La mayor parte de estas naciones recuperan su plena independencia con el colapso del pacto de Varsovia y de la Unión Soviética. El planteamiento ruso va en esa línea, en recuperar lo que había previamente. Eso es lo que trata de imponer.

A su juicio, ellos son capaces de aguantar el pulso más tiempo y con más tranquilidad. Los europeos enseguida se pueden poner nerviosos. Desde España la percepción es muy periférica. Se ve con mucha distancia, pero para muchos de nuestros socios y colegas europeos no es así.

Otra cosa que se me va a ir a la cabeza con esto de ganar credibilidad.

Que Europa gane credibilidad. Que Europa está en una situación un poco delicada ante Rusia. Hay que decir que salieron muchísimas noticias (12:32) en relación a la guerra de Ucrania.

-Hay quien considera que no hay buenos ni malos en esta guerra. ¿Cómo lo percibe?

-Es una realidad que un país está atacando a la población civil de otro. Es decir, Rusia está invadiendo Ucrania y Rusia está atacando a la población civil ucraniana. A la inversa eso no sucede. Evidentemente, la responsabilidad de la guerra recae en el bando que la inicia y que conquista otro país. Rusia está yendo a por zonas civiles de forma intensiva y sistemática. Es normal que, en consecuencia, las percepciones y las simpatías caigan sobre los ucranianos. Parece un poco más humano y moralmente normal.

-Sin embargo, existen esas sensaciones.

-Creo que tiene que ver con las operaciones de manipulación y desinformación en redes sociales impulsadas por Rusia. Consigue diagonalmente que estos fenómenos circulen, pero es una situación indiscutible. Los dirigentes rusos son explícitos al respecto. Tratan de erradicar a los ucranianos.
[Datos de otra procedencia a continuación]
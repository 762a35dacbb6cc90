//! Push-triggered capture task feeding the frame slot

use std::sync::Arc;

use chrono::Utc;
use screenpilot_core_types::FrameId;
use tokio::task::JoinHandle;
use tokio_util::sync::CancellationToken;
use tracing::{debug, info, warn};

use crate::{
    convert::canonicalize, debug::DebugImageSink, errors::CaptureError, models::Frame,
    slot::FrameSlot, surface::CaptureSurface,
};

/// Adapts a capture surface into canonical frames published to a slot.
#[derive(Clone)]
pub struct FrameSource {
    surface: Arc<dyn CaptureSurface>,
    slot: Arc<FrameSlot>,
    debug_sink: Option<Arc<dyn DebugImageSink>>,
}

impl FrameSource {
    pub fn new(surface: Arc<dyn CaptureSurface>, slot: Arc<FrameSlot>) -> Self {
        Self {
            surface,
            slot,
            debug_sink: None,
        }
    }

    pub fn with_debug_sink(mut self, sink: Arc<dyn DebugImageSink>) -> Self {
        self.debug_sink = Some(sink);
        self
    }

    pub fn slot(&self) -> &Arc<FrameSlot> {
        &self.slot
    }

    /// Acquire, convert and publish the surface's latest buffer.
    ///
    /// `Ok(None)` means the surface had nothing new to hand out.
    pub fn capture_once(&self) -> Result<Option<FrameId>, CaptureError> {
        let raw = match self.surface.acquire_latest()? {
            Some(raw) => raw,
            None => return Ok(None),
        };
        let frame = Arc::new(canonicalize(&raw, Utc::now())?);
        let id = frame.id().clone();

        if let Some(sink) = &self.debug_sink {
            persist_detached(Arc::clone(sink), Arc::clone(&frame));
        }

        if self.slot.publish(frame) {
            debug!(frame_id = %id, "published frame over unconsumed predecessor");
        }
        Ok(Some(id))
    }

    /// Wait for the surface's next buffer, then capture it.
    pub async fn capture_next(&self) -> Result<Option<FrameId>, CaptureError> {
        self.surface.wait_ready().await?;
        self.capture_once()
    }

    /// Run the capture loop until cancelled or the surface closes.
    ///
    /// Transient buffer errors are skipped; a closed surface ends the task
    /// with `SurfaceUnavailable` so the supervisor can report it.
    pub fn spawn(self, cancel: CancellationToken) -> JoinHandle<Result<(), CaptureError>> {
        tokio::spawn(async move {
            info!("frame source started");
            loop {
                let captured = tokio::select! {
                    _ = cancel.cancelled() => {
                        info!("frame source cancelled");
                        return Ok(());
                    }
                    captured = self.capture_next() => captured,
                };

                if let Err(err) = captured {
                    if err.is_transient() {
                        debug!(error = %err, "skipping unreadable capture buffer");
                        continue;
                    }
                    warn!(error = %err, "frame source stopping");
                    return Err(err);
                }
            }
        })
    }
}

/// Persist a debug copy without holding up publication.
fn persist_detached(sink: Arc<dyn DebugImageSink>, frame: Arc<Frame>) {
    let job = move || {
        if let Err(err) = sink.persist(&frame) {
            warn!(error = %err, frame_id = %frame.id(), "debug image not saved");
        }
    };
    match tokio::runtime::Handle::try_current() {
        Ok(handle) => {
            handle.spawn_blocking(job);
        }
        Err(_) => job(),
    }
}

#[cfg(test)]
mod tests {
    use super::*;
    use crate::models::{PixelFormat, RawBuffer};
    use async_trait::async_trait;
    use std::collections::VecDeque;
    use std::path::PathBuf;
    use std::sync::atomic::{AtomicUsize, Ordering};
    use std::sync::Mutex;

    /// Hands out scripted acquisitions, then reports the surface closed.
    struct ScriptedSurface {
        script: Mutex<VecDeque<Result<Option<RawBuffer>, CaptureError>>>,
    }

    impl ScriptedSurface {
        fn new(script: Vec<Result<Option<RawBuffer>, CaptureError>>) -> Arc<Self> {
            Arc::new(Self {
                script: Mutex::new(script.into()),
            })
        }
    }

    #[async_trait]
    impl CaptureSurface for ScriptedSurface {
        async fn wait_ready(&self) -> Result<(), CaptureError> {
            if self.script.lock().unwrap().is_empty() {
                Err(CaptureError::SurfaceUnavailable("script finished".into()))
            } else {
                Ok(())
            }
        }

        fn acquire_latest(&self) -> Result<Option<RawBuffer>, CaptureError> {
            self.script.lock().unwrap().pop_front().unwrap_or(Ok(None))
        }
    }

    fn rgb(value: u8) -> RawBuffer {
        RawBuffer::packed(1, 1, PixelFormat::Rgb888, vec![value; 3])
    }

    struct FailingSink(AtomicUsize);

    impl DebugImageSink for FailingSink {
        fn persist(&self, _frame: &Frame) -> Result<PathBuf, CaptureError> {
            self.0.fetch_add(1, Ordering::SeqCst);
            Err(CaptureError::Persist("disk full".into()))
        }
    }

    #[tokio::test]
    async fn skips_transient_errors_and_ends_on_closed_surface() {
        let surface = ScriptedSurface::new(vec![
            Ok(Some(rgb(1))),
            Err(CaptureError::Transient("torn buffer".into())),
            Ok(None),
            Ok(Some(rgb(2))),
        ]);
        let slot = Arc::new(FrameSlot::new());
        let source = FrameSource::new(surface, Arc::clone(&slot));

        let result = source.spawn(CancellationToken::new()).await.unwrap();
        assert!(matches!(result, Err(CaptureError::SurfaceUnavailable(_))));

        let latest = slot.take().unwrap();
        assert_eq!(latest.pixels(), &[2, 2, 2]);
        assert_eq!(slot.stats().overwritten, 1);
    }

    #[tokio::test]
    async fn capture_next_reports_a_closed_surface() {
        let slot = Arc::new(FrameSlot::new());
        let source = FrameSource::new(
            ScriptedSurface::new(vec![Ok(Some(rgb(7)))]),
            Arc::clone(&slot),
        );

        assert!(source.capture_next().await.unwrap().is_some());
        assert!(matches!(
            source.capture_next().await,
            Err(CaptureError::SurfaceUnavailable(_))
        ));
        assert_eq!(slot.take().unwrap().pixels(), &[7, 7, 7]);
    }

    #[tokio::test]
    async fn failing_debug_sink_does_not_block_publication() {
        let surface = ScriptedSurface::new(vec![Ok(Some(rgb(5)))]);
        let sink = Arc::new(FailingSink(AtomicUsize::new(0)));
        let slot = Arc::new(FrameSlot::new());
        let source =
            FrameSource::new(surface, Arc::clone(&slot)).with_debug_sink(sink.clone());

        let id = source.capture_once().unwrap().unwrap();
        assert_eq!(slot.peek().unwrap().id(), &id);

        tokio::task::yield_now().await;
        for _ in 0..50 {
            if sink.0.load(Ordering::SeqCst) == 1 {
                break;
            }
            tokio::time::sleep(std::time::Duration::from_millis(5)).await;
        }
        assert_eq!(sink.0.load(Ordering::SeqCst), 1);
    }

    #[tokio::test]
    async fn cancellation_stops_the_task() {
        struct NeverReady;

        #[async_trait]
        impl CaptureSurface for NeverReady {
            async fn wait_ready(&self) -> Result<(), CaptureError> {
                std::future::pending().await
            }

            fn acquire_latest(&self) -> Result<Option<RawBuffer>, CaptureError> {
                Ok(None)
            }
        }

        let cancel = CancellationToken::new();
        let handle =
            FrameSource::new(Arc::new(NeverReady), Arc::new(FrameSlot::new())).spawn(cancel.clone());
        cancel.cancel();
        assert_eq!(handle.await.unwrap(), Ok(()));
    }
}
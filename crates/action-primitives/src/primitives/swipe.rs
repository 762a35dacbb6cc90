//! Swipe primitive - straight stroke between two normalized points

use std::time::Duration;

use screenpilot_core_types::NormalizedPoint;
use tracing::debug;

use crate::{errors::ActionError, gesture::swipe_stroke, primitives::DefaultActionExecutor};

pub async fn execute_swipe(
    executor: &DefaultActionExecutor,
    from: (f32, f32),
    to: (f32, f32),
    duration: Duration,
) -> Result<(), ActionError> {
    let stroke = swipe_stroke(
        executor.screen(),
        NormalizedPoint::new(from.0, from.1),
        NormalizedPoint::new(to.0, to.1),
        duration,
    );
    debug!(
        from = ?stroke.points[0],
        to = ?stroke.points[1],
        duration_ms = stroke.duration.as_millis() as u64,
        "Dispatching swipe"
    );

    if executor.surface().dispatch_stroke(&stroke).await {
        Ok(())
    } else {
        Err(ActionError::GestureRejected("swipe not accepted".to_string()))
    }
}
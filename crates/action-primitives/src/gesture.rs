//! Stroke construction from normalized action coordinates.

use std::time::Duration;

use screenpilot_core_types::{NormalizedPoint, ScreenSize};

use crate::surface::Stroke;

pub const DEFAULT_CLICK_DURATION: Duration = Duration::from_millis(100);

// Surfaces reject zero-length strokes.
const MIN_STROKE_DURATION: Duration = Duration::from_millis(1);

/// Single-point stroke starting immediately.
pub fn click_stroke(screen: ScreenSize, at: NormalizedPoint, duration: Duration) -> Stroke {
    Stroke {
        points: vec![screen.denormalize(at)],
        start_delay: Duration::ZERO,
        duration: duration.max(MIN_STROKE_DURATION),
    }
}

/// Two-point stroke from `from` to `to`.
pub fn swipe_stroke(
    screen: ScreenSize,
    from: NormalizedPoint,
    to: NormalizedPoint,
    duration: Duration,
) -> Stroke {
    Stroke {
        points: vec![screen.denormalize(from), screen.denormalize(to)],
        start_delay: Duration::ZERO,
        duration: duration.max(MIN_STROKE_DURATION),
    }
}

#[cfg(test)]
mod tests {
    use super::*;

    #[test]
    fn click_is_a_single_point_at_screen_center() {
        let stroke = click_stroke(
            ScreenSize::new(1081, 1921),
            NormalizedPoint::CENTER,
            DEFAULT_CLICK_DURATION,
        );
        assert!(stroke.is_tap());
        assert_eq!(stroke.points, vec![(540.0, 960.0)]);
        assert_eq!(stroke.start_delay, Duration::ZERO);
        assert_eq!(stroke.duration, Duration::from_millis(100));
    }

    #[test]
    fn swipe_has_two_points() {
        let stroke = swipe_stroke(
            ScreenSize::new(1001, 501),
            NormalizedPoint::new(0.2, 0.5),
            NormalizedPoint::new(0.8, 0.5),
            Duration::from_millis(500),
        );
        assert_eq!(stroke.points, vec![(200.0, 250.0), (800.0, 250.0)]);
        assert_eq!(stroke.duration, Duration::from_millis(500));
    }

    #[test]
    fn zero_duration_is_raised_to_minimum() {
        let stroke = swipe_stroke(
            ScreenSize::new(10, 10),
            NormalizedPoint::CENTER,
            NormalizedPoint::CENTER,
            Duration::ZERO,
        );
        assert_eq!(stroke.duration, MIN_STROKE_DURATION);
    }
}
use std::fmt;

use thiserror::Error;
use uuid::Uuid;

/// Shared error type for the loop crates that only need a message.
#[derive(Debug, Error, Clone, PartialEq, Eq)]
pub enum CoreError {
    #[error("{message}")]
    Message { message: String },
}

impl CoreError {
    pub fn new(message: impl Into<String>) -> Self {
        Self::Message {
            message: message.into(),
        }
    }
}

macro_rules! uuid_id {
    ($(#[$meta:meta])* $name:ident) => {
        $(#[$meta])*
        #[cfg_attr(feature = "serde-full", derive(serde::Serialize, serde::Deserialize))]
        #[derive(Clone, Debug, Eq, PartialEq, Hash)]
        pub struct $name(pub String);

        impl $name {
            pub fn new() -> Self {
                Self(Uuid::new_v4().to_string())
            }
        }

        impl Default for $name {
            fn default() -> Self {
                Self::new()
            }
        }

        impl fmt::Display for $name {
            fn fmt(&self, f: &mut fmt::Formatter<'_>) -> fmt::Result {
                f.write_str(&self.0)
            }
        }
    };
}

uuid_id!(
    /// Identifies one captured frame from publication to consumption.
    FrameId
);
uuid_id!(
    /// Identifies one decoded action for log correlation.
    ActionId
);
uuid_id!(
    /// Identifies one successful model load.
    ModelId
);

/// Point in screen-relative coordinates, both axes in `[0, 1]`.
#[cfg_attr(feature = "serde-full", derive(serde::Serialize, serde::Deserialize))]
#[derive(Clone, Copy, Debug, PartialEq)]
pub struct NormalizedPoint {
    pub x: f32,
    pub y: f32,
}

impl NormalizedPoint {
    pub const CENTER: NormalizedPoint = NormalizedPoint { x: 0.5, y: 0.5 };

    pub fn new(x: f32, y: f32) -> Self {
        Self { x, y }
    }

    /// Clamp both axes into `[0, 1]`; NaN collapses to 0.
    pub fn clamped(self) -> Self {
        Self {
            x: clamp_unit(self.x),
            y: clamp_unit(self.y),
        }
    }
}

fn clamp_unit(value: f32) -> f32 {
    if value.is_nan() {
        0.0
    } else {
        value.clamp(0.0, 1.0)
    }
}

/// Physical extent of the input surface in pixels.
#[cfg_attr(feature = "serde-full", derive(serde::Serialize, serde::Deserialize))]
#[derive(Clone, Copy, Debug, Eq, PartialEq)]
pub struct ScreenSize {
    pub width: u32,
    pub height: u32,
}

impl ScreenSize {
    pub fn new(width: u32, height: u32) -> Self {
        Self { width, height }
    }

    /// Map a normalized point onto `[0, width-1] x [0, height-1]`.
    pub fn denormalize(&self, point: NormalizedPoint) -> (f32, f32) {
        let point = point.clamped();
        let max_x = self.width.saturating_sub(1) as f32;
        let max_y = self.height.saturating_sub(1) as f32;
        (point.x * max_x, point.y * max_y)
    }
}

impl fmt::Display for ScreenSize {
    fn fmt(&self, f: &mut fmt::Formatter<'_>) -> fmt::Result {
        write!(f, "{}x{}", self.width, self.height)
    }
}
//! Model artifact readiness, owned outside the engine.

use std::fs::{self, File};
use std::io;
use std::path::{Path, PathBuf};
use std::sync::atomic::{AtomicBool, Ordering};
use std::time::SystemTime;

use parking_lot::Mutex;
use sha2::{Digest, Sha256};
use tracing::{debug, warn};

/// External collaborator that decides whether the artifact may be loaded.
///
/// Implementations may touch the filesystem; the engine calls them from a
/// blocking thread.
pub trait ModelProvider: Send + Sync {
    fn is_ready(&self) -> bool;
    fn resolve_path(&self) -> PathBuf;
}

/// Result of inspecting the artifact on disk.
#[derive(Debug, Clone, PartialEq, Eq)]
pub enum ArtifactStatus {
    Missing,
    TooSmall { size: u64, required: u64 },
    ChecksumMismatch { expected: String, actual: String },
    Ready { size: u64, sha256: Option<String> },
}

impl ArtifactStatus {
    pub fn is_ready(&self) -> bool {
        matches!(self, ArtifactStatus::Ready { .. })
    }
}

#[derive(Debug, Clone)]
struct DigestCache {
    len: u64,
    modified: Option<SystemTime>,
    digest: String,
}

/// Provider backed by a single file under a model directory.
///
/// The artifact is ready when it exists, is at least 90% of the minimum
/// size, and matches the expected SHA-256 when one is configured.
#[derive(Debug)]
pub struct FileModelProvider {
    dir: PathBuf,
    file_name: String,
    min_size_bytes: u64,
    expected_sha256: Option<String>,
    cache: Mutex<Option<DigestCache>>,
    warned_unverified: AtomicBool,
}

impl FileModelProvider {
    pub fn new(dir: impl Into<PathBuf>, file_name: impl Into<String>) -> Self {
        Self {
            dir: dir.into(),
            file_name: file_name.into(),
            min_size_bytes: 0,
            expected_sha256: None,
            cache: Mutex::new(None),
            warned_unverified: AtomicBool::new(false),
        }
    }

    pub fn with_min_size(mut self, bytes: u64) -> Self {
        self.min_size_bytes = bytes;
        self
    }

    /// Require the artifact's SHA-256 to equal `hex_digest` (case-insensitive).
    /// Blank digests are ignored.
    pub fn with_expected_sha256(mut self, hex_digest: impl Into<String>) -> Self {
        let digest = hex_digest.into().trim().to_ascii_lowercase();
        self.expected_sha256 = (!digest.is_empty()).then_some(digest);
        self
    }

    pub fn artifact_path(&self) -> PathBuf {
        self.dir.join(&self.file_name)
    }

    pub fn artifact_size(&self) -> Option<u64> {
        fs::metadata(self.artifact_path()).ok().map(|meta| meta.len())
    }

    /// Remove the artifact. Returns whether a file was deleted.
    pub fn delete_artifact(&self) -> io::Result<bool> {
        *self.cache.lock() = None;
        match fs::remove_file(self.artifact_path()) {
            Ok(()) => Ok(true),
            Err(err) if err.kind() == io::ErrorKind::NotFound => Ok(false),
            Err(err) => Err(err),
        }
    }

    pub fn check(&self) -> io::Result<ArtifactStatus> {
        let path = self.artifact_path();
        let meta = match fs::metadata(&path) {
            Ok(meta) if meta.is_file() => meta,
            Ok(_) => return Ok(ArtifactStatus::Missing),
            Err(err) if err.kind() == io::ErrorKind::NotFound => {
                return Ok(ArtifactStatus::Missing)
            }
            Err(err) => return Err(err),
        };

        let size = meta.len();
        let required = self.min_size_bytes.saturating_mul(9).div_ceil(10);
        if size < required {
            return Ok(ArtifactStatus::TooSmall { size, required });
        }

        let Some(expected) = self.expected_sha256.as_deref() else {
            if !self.warned_unverified.swap(true, Ordering::Relaxed) {
                warn!(path = %path.display(), "No expected SHA-256 configured; model integrity is not verified");
            }
            return Ok(ArtifactStatus::Ready { size, sha256: None });
        };

        let actual = self.digest(&path, size, meta.modified().ok())?;
        if actual != expected {
            return Ok(ArtifactStatus::ChecksumMismatch {
                expected: expected.to_string(),
                actual,
            });
        }
        Ok(ArtifactStatus::Ready {
            size,
            sha256: Some(actual),
        })
    }

    fn digest(&self, path: &Path, len: u64, modified: Option<SystemTime>) -> io::Result<String> {
        if let Some(cached) = self.cache.lock().as_ref() {
            if cached.len == len && cached.modified == modified {
                return Ok(cached.digest.clone());
            }
        }

        debug!(path = %path.display(), len, "Hashing model artifact");
        let digest = sha256_file(path)?;
        *self.cache.lock() = Some(DigestCache {
            len,
            modified,
            digest: digest.clone(),
        });
        Ok(digest)
    }
}

impl ModelProvider for FileModelProvider {
    fn is_ready(&self) -> bool {
        match self.check() {
            Ok(status) => {
                if !status.is_ready() {
                    debug!(?status, "Model artifact not ready");
                }
                status.is_ready()
            }
            Err(err) => {
                warn!(error = %err, "Failed to inspect model artifact");
                false
            }
        }
    }

    fn resolve_path(&self) -> PathBuf {
        self.artifact_path()
    }
}

pub fn sha256_file(path: &Path) -> io::Result<String> {
    let mut file = File::open(path)?;
    let mut hasher = Sha256::new();
    io::copy(&mut file, &mut hasher)?;
    Ok(hex::encode(hasher.finalize()))
}

#[cfg(test)]
mod tests {
    use super::*;
    use tempfile::TempDir;

    fn write(dir: &TempDir, name: &str, bytes: &[u8]) {
        fs::write(dir.path().join(name), bytes).unwrap();
    }

    #[test]
    fn missing_file_is_not_ready() {
        let dir = TempDir::new().unwrap();
        let provider = FileModelProvider::new(dir.path(), "model.spdn");
        assert_eq!(provider.check().unwrap(), ArtifactStatus::Missing);
        assert!(!provider.is_ready());
        assert_eq!(provider.artifact_size(), None);
    }

    #[test]
    fn size_gate_allows_ten_percent_slack() {
        let dir = TempDir::new().unwrap();
        write(&dir, "model.spdn", &[0u8; 90]);
        let provider = FileModelProvider::new(dir.path(), "model.spdn").with_min_size(100);
        assert!(provider.is_ready());

        let strict = FileModelProvider::new(dir.path(), "model.spdn").with_min_size(101);
        assert!(matches!(
            strict.check().unwrap(),
            ArtifactStatus::TooSmall { size: 90, .. }
        ));
    }

    #[test]
    fn checksum_is_enforced_when_configured() {
        let dir = TempDir::new().unwrap();
        write(&dir, "model.spdn", b"abc");
        // sha256("abc")
        let good = "BA7816BF8F01CFEA414140DE5DAE2223B00361A396177A9CB410FF61F20015AD";

        let provider = FileModelProvider::new(dir.path(), "model.spdn").with_expected_sha256(good);
        assert_eq!(
            provider.check().unwrap(),
            ArtifactStatus::Ready {
                size: 3,
                sha256: Some(good.to_ascii_lowercase())
            }
        );

        let wrong = FileModelProvider::new(dir.path(), "model.spdn").with_expected_sha256("00");
        assert!(matches!(
            wrong.check().unwrap(),
            ArtifactStatus::ChecksumMismatch { .. }
        ));
        assert!(!wrong.is_ready());
    }

    #[test]
    fn blank_checksum_means_unverified() {
        let dir = TempDir::new().unwrap();
        write(&dir, "model.spdn", b"abc");
        let provider = FileModelProvider::new(dir.path(), "model.spdn").with_expected_sha256("  ");
        assert_eq!(
            provider.check().unwrap(),
            ArtifactStatus::Ready {
                size: 3,
                sha256: None
            }
        );
    }

    #[test]
    fn delete_removes_artifact_once() {
        let dir = TempDir::new().unwrap();
        write(&dir, "model.spdn", b"abc");
        let provider = FileModelProvider::new(dir.path(), "model.spdn");
        assert!(provider.delete_artifact().unwrap());
        assert!(!provider.delete_artifact().unwrap());
        assert!(!provider.is_ready());
    }
}
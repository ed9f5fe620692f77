use std::env;
use std::path::Path;
use xmltab::core::{
    ContainerDefinition, MappingConfiguration, MultiValueBehaviour, OutputGrouping, ValueDefinition,
};
use xmltab::{ConverterBuilder, CsvDirectorySink, InMemoryDocument, PipelineError};

const ORDERS_2024: &str = r#"<orders xmlns="urn:example:orders">
    <order id="A-1"><customer>Acme</customer>
        <line sku="bolt" qty="12"/><line sku="nut, m8" qty="40"/>
    </order>
    <order id="A-2"><customer>Globex</customer>
        <line sku="washer" qty="100"/>
    </order>
</orders>"#;

const ORDERS_2025: &str = r#"<orders xmlns="urn:example:orders">
    <order id="B-1"><customer>Initech</customer>
        <line sku="bolt" qty="3"/><line sku="nut" qty="3"/><line sku="washer" qty="6"/>
    </order>
</orders>"#;

fn main() -> Result<(), PipelineError> {
    if env::var("RUST_LOG").is_err() {
        unsafe {
            env::set_var("RUST_LOG", "xmltab=info");
        }
    }
    env_logger::init();

    let output_dir = Path::new("target/xmltab-demo");
    println!("Writing CSV files to {}...", output_dir.display());

    let mapping = MappingConfiguration::builder()
        .with_default_element_namespace("urn:example:orders")
        .with_container(
            ContainerDefinition::new("Order", "/orders/order")
                .with_value(ValueDefinition::new("Id", "@id"))
                .with_value(ValueDefinition::new("Customer", "customer"))
                .with_container(
                    ContainerDefinition::new("Line", "line")
                        .with_grouping(OutputGrouping::Inline)
                        .with_behaviour(MultiValueBehaviour::Lazy)
                        .with_value(ValueDefinition::new("Sku", "@sku"))
                        .with_value(ValueDefinition::new("Qty", "@qty")),
                ),
        );
    let converter = ConverterBuilder::new()
        .with_mapping_builder(mapping)?
        .with_trim_whitespace(true)
        .build()?;
    println!("✓ Converter built");

    let mut sink = CsvDirectorySink::new(output_dir).map_err(PipelineError::SinkFinish)?;
    let documents = [
        InMemoryDocument::new("orders-2024.xml", ORDERS_2024),
        InMemoryDocument::new("orders-2025.xml", ORDERS_2025),
    ];
    let summary = converter.convert(&documents, &mut sink)?;
    println!("✓ Converted {} documents", summary.documents);

    for (group, rows) in &summary.rows {
        println!("✓ {} rows -> {}", rows, sink.path_for(group).display());
    }

    Ok(())
}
-¿Por qué tanto interés en Ucrania?

- Desde la perspectiva de Moscú Ucrania es Rusia y, en consecuencia, no tiene derecho a existir como estado independiente ni como identidad nacional desgajada de la imperial rusa. Los ucranianos no comparten esa visión, de ahí el problema que existe.

-Salvando las distancias, es similar a regresar a esa Rusia de la URSS, ¿cierto?

- Claro, tiene que ver con eso, con darle la vuelta a lo que Putin considera que son los errores cometidos en los últimos 35 años desde la caída de la Unión Soviética. La independencia de Ucrania o la unidad rusa son aspectos que estima que deben ser revertidos. Es por ello por lo que los países vecinos o que en su día fueron parte de ese sistema se muestran inquietos desde el 2014 con la acción en Crimea o con el inicio de la invasión rusa en Ucrania. Este mismo argumento lo puede aplicar a otros territorios como Bielorrusia o Moldavia.